Dataset excerpts →
//! A round-based public transit routing engine for GTFS schedules.
//!
//! The crate compiles a schedule object graph into a flat, index-addressed
//! network model and answers earliest-arrival, latest-departure and isoline
//! queries over it:
//!
//! - [`schedule`] holds the consumed schedule graph (stops, routes, trips,
//!   calendars, declared transfers) with a validating builder.
//! - [`compile`] partitions routes into fixed-sequence sub-routes, derives
//!   footpath transfers and emits the network model.
//! - [`network`] is the immutable flattened model shared by all queries.
//! - [`raptor`] runs the round-based search and reconstructs Pareto-optimal
//!   connections; per-date trip activation is resolved through a cached
//!   [`raptor::TripMaskProvider`].
//! - [`cache`] and [`shared`] carry the supporting value types.
//!
//! ```no_run
//! use std::collections::HashMap;
//! use std::sync::Arc;
//!
//! use fahrplan::compile::NetworkCompiler;
//! use fahrplan::raptor::{QueryConfig, Router, RouterConfig, ScheduleTripMaskProvider};
//! use fahrplan::schedule::Schedule;
//!
//! # fn run(schedule: Schedule) -> Result<(), Box<dyn std::error::Error>> {
//! let schedule = Arc::new(schedule);
//! let network = Arc::new(NetworkCompiler::new(&schedule).compile()?);
//! let config = RouterConfig::default();
//! let masks = Arc::new(ScheduleTripMaskProvider::new(
//!     schedule.clone(),
//!     config.mask_cache_size,
//!     config.cache_strategy,
//! ));
//! let router = Router::new(network, config, masks)?;
//!
//! let departures = HashMap::from([(
//!     "A".to_string(),
//!     "2021-01-01T08:00:00".parse()?,
//! )]);
//! let arrivals = HashMap::from([("G".to_string(), 0u32.into())]);
//! let connections =
//!     router.route_earliest_arrival(&departures, &arrivals, &QueryConfig::new())?;
//! # Ok(())
//! # }
//! ```

pub mod cache;
pub mod compile;
pub mod network;
pub mod raptor;
pub mod schedule;
pub mod shared;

Assigned task → Everything from the line containing "pub mod compile;" through the final line of the records is what you should print, exactly and with nothing added.

Solution below →
pub mod compile;
pub mod network;
pub mod raptor;
pub mod schedule;
pub mod shared;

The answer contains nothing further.